Rights are a devastatingly bad way to protect robots

I love SciFi. I wanted to be Spock; I wanted to be The Doctor.  I wanted to live in Caves of Steel and be the one person friendly with robots.  For that matter, sometimes I wanted to be Susan Calvin.  When I was a child. As a consequence, since I was a child (1982, I was 17) I've studied formally psychology and AI (getting two degrees in each) and spent seven years practicing programming and systems design in industry. And since becoming faculty in 2002 I've directed most of my research (and personal) time to understanding the evolution of cognition and culture. And since 2008 that work has extended to studying the creation and destruction of public goods – because knowledge in culture, the basis of humans' exceptional intelligence, is a public good.  In the last few years I've been fortunate to be asked to apply my knowledge to public policy, and in so doing I've been learning a lot about law, ethics, and legislation too.

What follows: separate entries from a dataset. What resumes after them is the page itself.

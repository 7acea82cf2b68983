use crate::cli::EvaluateArgs;
use crate::error::{CliError, Result};
use crate::utils::parser;
use nnpforge::core::features::radial::RadialBasisFamily;
use nnpforge::core::models::elements;
use nnpforge::core::units::Length;
use nnpforge::engine::config::{
    AngularConfig, Architecture, PotentialConfig, PotentialConfigBuilder,
};
use serde::Deserialize;
use std::fmt::Display;
use std::path::Path;
use std::str::FromStr;
use tracing::debug;

#[derive(Deserialize, Debug, Default, Clone)]
#[serde(deny_unknown_fields)]
struct PartialAngularConfig {
    #[serde(rename = "cutoff-radius")]
    cutoff_radius: Option<String>,
    #[serde(rename = "number-of-shells")]
    number_of_shells: Option<usize>,
    #[serde(rename = "number-of-sections")]
    number_of_sections: Option<usize>,
}

/// The potential settings as written in a TOML file; every field may be absent.
#[derive(Deserialize, Debug, Default)]
#[serde(deny_unknown_fields)]
pub struct PartialPotentialConfig {
    architecture: Option<String>,
    #[serde(rename = "cutoff-radius")]
    cutoff_radius: Option<String>,
    #[serde(rename = "min-distance")]
    min_distance: Option<String>,
    #[serde(rename = "radial-basis-family")]
    radial_basis_family: Option<String>,
    #[serde(rename = "number-of-radial-basis-functions")]
    number_of_radial_basis_functions: Option<usize>,
    #[serde(rename = "number-of-interaction-blocks")]
    number_of_interaction_blocks: Option<usize>,
    #[serde(rename = "pair-mode")]
    pair_mode: Option<String>,
    #[serde(rename = "trainable-basis")]
    trainable_basis: Option<bool>,
    #[serde(rename = "number-of-atom-features")]
    number_of_atom_features: Option<usize>,
    #[serde(rename = "number-of-filters")]
    number_of_filters: Option<usize>,
    #[serde(rename = "number-of-attention-heads")]
    number_of_attention_heads: Option<usize>,
    #[serde(rename = "max-atomic-number")]
    max_atomic_number: Option<u8>,
    species: Option<Vec<String>>,
    angular: Option<PartialAngularConfig>,
}

fn parse_setting<T>(key: &str, value: &str) -> Result<T>
where
    T: FromStr,
    T::Err: Display,
{
    value
        .parse()
        .map_err(|e| CliError::Config(format!("Invalid value for {}: '{}' ({})", key, value, e)))
}

fn parse_length(key: &str, value: &str) -> Result<Length> {
    parse_setting(key, value)
}

impl PartialPotentialConfig {
    pub fn from_file(path: &Path) -> Result<Self> {
        let content = std::fs::read_to_string(path).map_err(|e| CliError::FileParsing {
            path: path.to_path_buf(),
            source: e.into(),
        })?;
        toml::from_str(&content).map_err(|e| CliError::FileParsing {
            path: path.to_path_buf(),
            source: e.into(),
        })
    }

    /// Resolves the final configuration: command-line flags override `-S` values, which
    /// override the file, which overrides the architecture defaults.
    pub fn merge_with_cli(mut self, args: &EvaluateArgs) -> Result<PotentialConfig> {
        self.apply_set_values(&args.set_values)?;

        let architecture = match (args.architecture, self.architecture.as_deref()) {
            (Some(architecture), _) => architecture,
            (None, Some(name)) => parse_setting::<Architecture>("architecture", name)?,
            (None, None) => {
                return Err(CliError::Config(
                    "No architecture given in the config file or on the command line".to_string(),
                ));
            }
        };
        debug!(architecture = %architecture, "Resolving potential configuration.");

        let mut builder = PotentialConfigBuilder::for_architecture(architecture);

        if let Some(cutoff) = args.cutoff {
            builder = builder.cutoff_radius(cutoff);
        } else if let Some(cutoff) = &self.cutoff_radius {
            builder = builder.cutoff_radius(parse_length("cutoff-radius", cutoff)?);
        }
        if let Some(distance) = &self.min_distance {
            builder = builder.min_distance(parse_length("min-distance", distance)?);
        }
        if let Some(family) = &self.radial_basis_family {
            builder = builder
                .radial_basis_family(parse_setting::<RadialBasisFamily>("radial-basis-family", family)?);
        }
        if let Some(n) = self.number_of_radial_basis_functions {
            builder = builder.number_of_radial_basis_functions(n);
        }
        if let Some(n) = self.number_of_interaction_blocks {
            builder = builder.number_of_interaction_blocks(n);
        }
        if let Some(mode) = args.pair_mode {
            builder = builder.pair_mode(mode);
        } else if let Some(mode) = &self.pair_mode {
            builder = builder.pair_mode(parser::parse_pair_mode(mode).map_err(CliError::Config)?);
        }
        if let Some(trainable) = self.trainable_basis {
            builder = builder.trainable_basis(trainable);
        }
        if let Some(n) = self.number_of_atom_features {
            builder = builder.number_of_atom_features(n);
        }
        if let Some(n) = self.number_of_filters {
            builder = builder.number_of_filters(n);
        }
        if let Some(n) = self.number_of_attention_heads {
            builder = builder.number_of_attention_heads(n);
        }
        if let Some(z) = self.max_atomic_number {
            builder = builder.max_atomic_number(z);
        }
        if let Some(symbols) = &self.species {
            let species = symbols
                .iter()
                .map(|symbol| {
                    elements::atomic_number(symbol).ok_or_else(|| {
                        CliError::Config(format!("Unknown element symbol in species: '{}'", symbol))
                    })
                })
                .collect::<Result<Vec<u8>>>()?;
            builder = builder.species(species);
        }
        if let Some(angular) = &self.angular {
            let defaults = AngularConfig::default();
            builder = builder.angular(AngularConfig {
                cutoff_radius: match &angular.cutoff_radius {
                    Some(cutoff) => parse_length("angular.cutoff-radius", cutoff)?,
                    None => defaults.cutoff_radius,
                },
                number_of_shells: angular.number_of_shells.unwrap_or(defaults.number_of_shells),
                number_of_sections: angular
                    .number_of_sections
                    .unwrap_or(defaults.number_of_sections),
            });
        }

        builder
            .build()
            .map_err(|e| CliError::Config(e.to_string()))
    }

    fn apply_set_values(&mut self, set_values: &[String]) -> Result<()> {
        for kv_pair in set_values {
            let (key, value) = parser::parse_key_value(kv_pair).ok_or_else(|| {
                CliError::Config(format!(
                    "Invalid --set format: '{}'. Expected KEY=VALUE.",
                    kv_pair
                ))
            })?;

            match key {
                "architecture" => self.architecture = Some(value.to_string()),
                "cutoff-radius" => self.cutoff_radius = Some(value.to_string()),
                "min-distance" => self.min_distance = Some(value.to_string()),
                "radial-basis-family" => self.radial_basis_family = Some(value.to_string()),
                "pair-mode" => self.pair_mode = Some(value.to_string()),
                "number-of-radial-basis-functions" => {
                    self.number_of_radial_basis_functions = Some(parse_setting(key, value)?)
                }
                "number-of-interaction-blocks" => {
                    self.number_of_interaction_blocks = Some(parse_setting(key, value)?)
                }
                "trainable-basis" => self.trainable_basis = Some(parse_setting(key, value)?),
                "number-of-atom-features" => {
                    self.number_of_atom_features = Some(parse_setting(key, value)?)
                }
                "number-of-filters" => self.number_of_filters = Some(parse_setting(key, value)?),
                "number-of-attention-heads" => {
                    self.number_of_attention_heads = Some(parse_setting(key, value)?)
                }
                "max-atomic-number" => self.max_atomic_number = Some(parse_setting(key, value)?),
                "angular.cutoff-radius" => {
                    self.angular.get_or_insert_with(Default::default).cutoff_radius =
                        Some(value.to_string())
                }
                "angular.number-of-shells" => {
                    self.angular
                        .get_or_insert_with(Default::default)
                        .number_of_shells = Some(parse_setting(key, value)?)
                }
                "angular.number-of-sections" => {
                    self.angular
                        .get_or_insert_with(Default::default)
                        .number_of_sections = Some(parse_setting(key, value)?)
                }
                _ => {
                    return Err(CliError::Config(format!(
                        "Unknown configuration key for --set: '{}'",
                        key
                    )));
                }
            }
        }
        Ok(())
    }
}

#[cfg(test)]
mod tests {
    use super::*;
    use crate::cli::{Cli, Commands};
    use clap::Parser;
    use nnpforge::core::pairs::enumerate::PairMode;
    use std::fs;
    use std::path::PathBuf;
    use tempfile::TempDir;

    fn write_config_file(dir: &TempDir, content: &str) -> PathBuf {
        let path = dir.path().join("model.toml");
        fs::write(&path, content).unwrap();
        path
    }

    fn evaluate_args(config_path: &Path, extra: &[&str]) -> EvaluateArgs {
        let mut argv = vec![
            "nnpforge".to_string(),
            "evaluate".to_string(),
            "-i".to_string(),
            "batch.csv".to_string(),
            "-c".to_string(),
            config_path.to_str().unwrap().to_string(),
        ];
        argv.extend(extra.iter().map(|s| s.to_string()));
        match Cli::parse_from(argv).command {
            Commands::Evaluate(args) => args,
            other => panic!("unexpected command: {:?}", other),
        }
    }

    fn resolve(content: &str, extra: &[&str]) -> Result<PotentialConfig> {
        let dir = tempfile::tempdir().unwrap();
        let path = write_config_file(&dir, content);
        let args = evaluate_args(&path, extra);
        PartialPotentialConfig::from_file(&path)?.merge_with_cli(&args)
    }

    #[test]
    fn file_values_override_architecture_defaults() {
        let config = resolve(
            r#"
            architecture = "schnet"
            cutoff-radius = "0.6 nm"
            radial-basis-family = "exp-normal"
            number-of-radial-basis-functions = 8
            number-of-interaction-blocks = 2
            number-of-atom-features = 16
            trainable-basis = true
            "#,
            &[],
        )
        .unwrap();

        assert_eq!(config.architecture, Architecture::SchNet);
        assert_eq!(config.cutoff_radius, Length::nanometers(0.6));
        assert_eq!(config.radial_basis_family, RadialBasisFamily::ExpNormal);
        assert_eq!(config.number_of_radial_basis_functions, 8);
        assert_eq!(config.number_of_interaction_blocks, 2);
        assert_eq!(config.number_of_atom_features, 16);
        assert!(config.trainable_basis);
        assert_eq!(config.pair_mode, PairMode::All);
    }

    #[test]
    fn command_line_overrides_file_and_set_values() {
        let config = resolve(
            r#"
            architecture = "schnet"
            cutoff-radius = "0.6 nm"
            "#,
            &[
                "--architecture",
                "painn",
                "--cutoff",
                "0.4 nm",
                "-S",
                "number-of-interaction-blocks=5",
                "cutoff-radius=0.3 nm",
            ],
        )
        .unwrap();

        assert_eq!(config.architecture, Architecture::PaiNN);
        assert_eq!(config.cutoff_radius, Length::nanometers(0.4));
        assert_eq!(config.number_of_interaction_blocks, 5);
    }

    #[test]
    fn ani_section_resolves_species_and_angular_settings() {
        let config = resolve(
            r#"
            architecture = "ani"
            species = ["H", "C", "O"]

            [angular]
            cutoff-radius = "0.3 nm"
            number-of-shells = 4
            "#,
            &[],
        )
        .unwrap();

        assert_eq!(config.architecture, Architecture::Ani);
        assert_eq!(config.pair_mode, PairMode::Unique);
        assert_eq!(config.species, vec![1, 6, 8]);
        assert_eq!(config.angular.cutoff_radius, Length::nanometers(0.3));
        assert_eq!(config.angular.number_of_shells, 4);
        assert_eq!(
            config.angular.number_of_sections,
            AngularConfig::default().number_of_sections
        );
    }

    #[test]
    fn missing_architecture_is_a_config_error() {
        let result = resolve("cutoff-radius = \"0.5 nm\"", &[]);
        assert!(matches!(result, Err(CliError::Config(_))));
    }

    #[test]
    fn unknown_key_in_file_is_a_parse_error() {
        let result = resolve("architecture = \"schnet\"\nlearning-rate = 0.1", &[]);
        assert!(matches!(result, Err(CliError::FileParsing { .. })));
    }

    #[test]
    fn invalid_set_values_are_rejected() {
        for set in [
            "number-of-interaction-blocks",
            "number-of-interaction-blocks=three",
            "optimizer=adam",
        ] {
            let result = resolve("architecture = \"schnet\"", &["-S", set]);
            assert!(matches!(result, Err(CliError::Config(_))), "{set}");
        }
    }

    #[test]
    fn validation_errors_surface_as_config_errors() {
        let result = resolve(
            "architecture = \"attention\"\ncutoff-radius = \"-0.5 nm\"",
            &[],
        );
        assert!(matches!(result, Err(CliError::Config(_))));
    }

    #[test]
    fn unknown_species_symbol_is_rejected() {
        let result = resolve("architecture = \"ani\"\nspecies = [\"H\", \"Xx\"]", &[]);
        assert!(matches!(result, Err(CliError::Config(_))));
    }

    #[test]
    fn missing_file_is_a_parse_error() {
        let result = PartialPotentialConfig::from_file(Path::new("/nonexistent/model.toml"));
        assert!(matches!(result, Err(CliError::FileParsing { .. })));
    }
}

Human rights are precious but fragile.
Rights are a protective force of last resort. Rights are one of the ways you try to defend other people like yourself, and you do that because one day you or someone you love may only be able to defend themselves that way.  They're a means of persuasion, of organising group support.  When you stop identifying with other people, you start denying them rights. In the limit case, you do things like stripping and raping them after having throwing their baby into the burning remnants of their home.  Or calling airstrikes against your own citizens if they don't vote for your political party. People are doing these things to each other right now. We can be sufficiently polarised that we spend decades not speaking to our neighbours, not following the same religion or learning the same language, and then when push comes to shove (say we are stressed by increasingly severe and frequent drought or hurricanes) we behave as if other people just like ourselves have no rights at all.

Some people are worrying about whether we need to allocate rights to robots.  So how is a robot a thing like yourself you might need to defend? Well, if you think what makes you important or special is having a lot of knowledge, or doing something super creative, then you might think a robot could potentially be as much like you as at least some other people are.  In fact, you might think that robots need more protection than you do which would be nice because you know you can't really protect yourself.  You are going to die in less than 100 years, but maybe you could make a robot that would live forever, so it would deserve more rights and resources than you (or any other human) ever could.

AI does not need to need rights

I frankly think this is sick.  AI is not a form of math; it's a form of computation. Computation is a physical process that takes time, energy, and space.  It and its outputs do not last forever.  You get books that last a few thousand years in exceptional circumstances, you may get stories that last far longer than that. But no mechanical artefact is at all likely to last as long as a person is likely to last.  Even special artefacts like languages, or nations, only last recognisably for a few hundred years.

If you really cared about the well being of AI, you would want AI systems to be easy to understand and maintain. You wouldn't try to encourage companies to make their systems obfuscated by telling them they have less liability if their machine intelligence is opaque, or worse, 'conscious'.  If you want to protect the knowledge and creativity we build into our artefacts, then work to make the corporations and institutions that manufacture and use those artefacts more stable and resilient.  Work on how we can make AI more maintainable, and how we can make the individuals and corporations that use AI to alter our lives more accountable.  Work on how we can make society sustainable.  Work on how we can reduce political polarisation, so that we don't just wave beliefs around like flags but actually use them for real thinking.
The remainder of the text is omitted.